### Data extract ###

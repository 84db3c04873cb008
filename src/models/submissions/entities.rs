use crate::models::sessions::entities::PresentationType;
use serde::{Deserialize, Serialize};
use ts_rs::TS;

// 提交状态机：Pending -> Graded（重复评分允许，直接覆盖）
#[derive(Debug, Clone, Copy, Serialize, Deserialize, PartialEq, Eq, TS)]
#[serde(rename_all = "snake_case")]
#[ts(export, export_to = "../frontend/src/types/generated/submission.ts")]
pub enum SubmissionStatus {
    Pending,
    Graded,
}

impl std::fmt::Display for SubmissionStatus {
    fn fmt(&self, f: &mut std::fmt::Formatter<'_>) -> std::fmt::Result {
        match self {
            SubmissionStatus::Pending => write!(f, "pending"),
            SubmissionStatus::Graded => write!(f, "graded"),
        }
    }
}

// 研究提交实体
// session_id 在创建时绑定且不可变更；presentation_type 以所绑定场次的类型为准
#[derive(Debug, Clone, Serialize, Deserialize, TS)]
#[ts(export, export_to = "../frontend/src/types/generated/submission.ts")]
pub struct Submission {
    pub owner: String,
    pub title: String,
    pub presentation_type: PresentationType,
    pub status: SubmissionStatus,
    pub session_id: String,
    pub submitted_at: chrono::NaiveDate,
    pub score: Option<i32>,
    pub feedback: Option<String>,
    pub abstract_text: String,
    pub supervisor_name: String,
    pub attachment_ref: String, // 附件引用，由调用方提供，核心不校验其存在性
}
use crate::config::AppConfig;
use crate::errors::SeminarError;
use argon2::password_hash::{SaltString, rand_core::OsRng};
use argon2::{Algorithm, Argon2, Params, PasswordHash, PasswordHasher, PasswordVerifier, Version};

/// 哈希密码
pub fn hash_password(password: &str) -> Result<String, SeminarError> {
    let config = AppConfig::get();
    let params = Params::new(
        config.argon2.memory_cost,
        config.argon2.time_cost,
        config.argon2.parallelism,
        None,
    )
    .map_err(|e| SeminarError::validation(format!("Argon2 参数错误: {e}")))?;

    let argon2 = Argon2::new(Algorithm::Argon2id, Version::V0x13, params);
    let salt = SaltString::generate(&mut OsRng);
    let hash = argon2
        .hash_password(password.as_bytes(), &salt)
        .map_err(|e| SeminarError::validation(format!("密码哈希失败: {e}")))?;
    Ok(hash.to_string())
}

/// 验证密码
pub fn verify_password(password: &str, hash: &str) -> bool {
    match PasswordHash::new(hash) {
        Ok(parsed_hash) => Argon2::default()
            .verify_password(password.as_bytes(), &parsed_hash)
            .is_ok(),
        Err(_) => false,
    }
}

###

**About this exercise:** Transcribe every entry, keeping each line exactly as it reads.

**Written answer:**
repository 84db3c04873cb008
filename src/models/submissions/entities.rs
use crate::models::sessions::entities::PresentationType;
use serde::{Deserialize, Serialize};
use ts_rs::TS;

// 提交状态机：Pending -> Graded（重复评分允许，直接覆盖）
#[derive(Debug, Clone, Copy, Serialize, Deserialize, PartialEq, Eq, TS)]
#[serde(rename_all = "snake_case")]
#[ts(export, export_to = "../frontend/src/types/generated/submission.ts")]
pub enum SubmissionStatus {
    Pending,
    Graded,
}

impl std::fmt::Display for SubmissionStatus {
    fn fmt(&self, f: &mut std::fmt::Formatter<'_>) -> std::fmt::Result {
        match self {
            SubmissionStatus::Pending => write!(f, "pending"),
            SubmissionStatus::Graded => write!(f, "graded"),
        }
    }
}

// 研究提交实体
// session_id 在创建时绑定且不可变更；presentation_type 以所绑定场次的类型为准
#[derive(Debug, Clone, Serialize, Deserialize, TS)]
#[ts(export, export_to = "../frontend/src/types/generated/submission.ts")]
pub struct Submission {
    pub owner: String,
    pub title: String,
    pub presentation_type: PresentationType,
    pub status: SubmissionStatus,
    pub session_id: String,
    pub submitted_at: chrono::NaiveDate,
    pub score: Option<i32>,
    pub feedback: Option<String>,
    pub abstract_text: String,
    pub supervisor_name: String,
    pub attachment_ref: String, // 附件引用，由调用方提供，核心不校验其存在性
}
use crate::config::AppConfig;
use crate::errors::SeminarError;
use argon2::password_hash::{SaltString, rand_core::OsRng};
use argon2::{Algorithm, Argon2, Params, PasswordHash, PasswordHasher, PasswordVerifier, Version};

/// 哈希密码
pub fn hash_password(password: &str) -> Result<String, SeminarError> {
    let config = AppConfig::get();
    let params = Params::new(
        config.argon2.memory_cost,
        config.argon2.time_cost,
        config.argon2.parallelism,
        None,
    )
    .map_err(|e| SeminarError::validation(format!("Argon2 参数错误: {e}")))?;

    let argon2 = Argon2::new(Algorithm::Argon2id, Version::V0x13, params);
    let salt = SaltString::generate(&mut OsRng);
    let hash = argon2
        .hash_password(password.as_bytes(), &salt)
        .map_err(|e| SeminarError::validation(format!("密码哈希失败: {e}")))?;
    Ok(hash.to_string())
}

/// 验证密码
pub fn verify_password(password: &str, hash: &str) -> bool {
    match PasswordHash::new(hash) {
        Ok(parsed_hash) => Argon2::default()
            .verify_password(password.as_bytes(), &parsed_hash)
            .is_ok(),
        Err(_) => false,
    }
}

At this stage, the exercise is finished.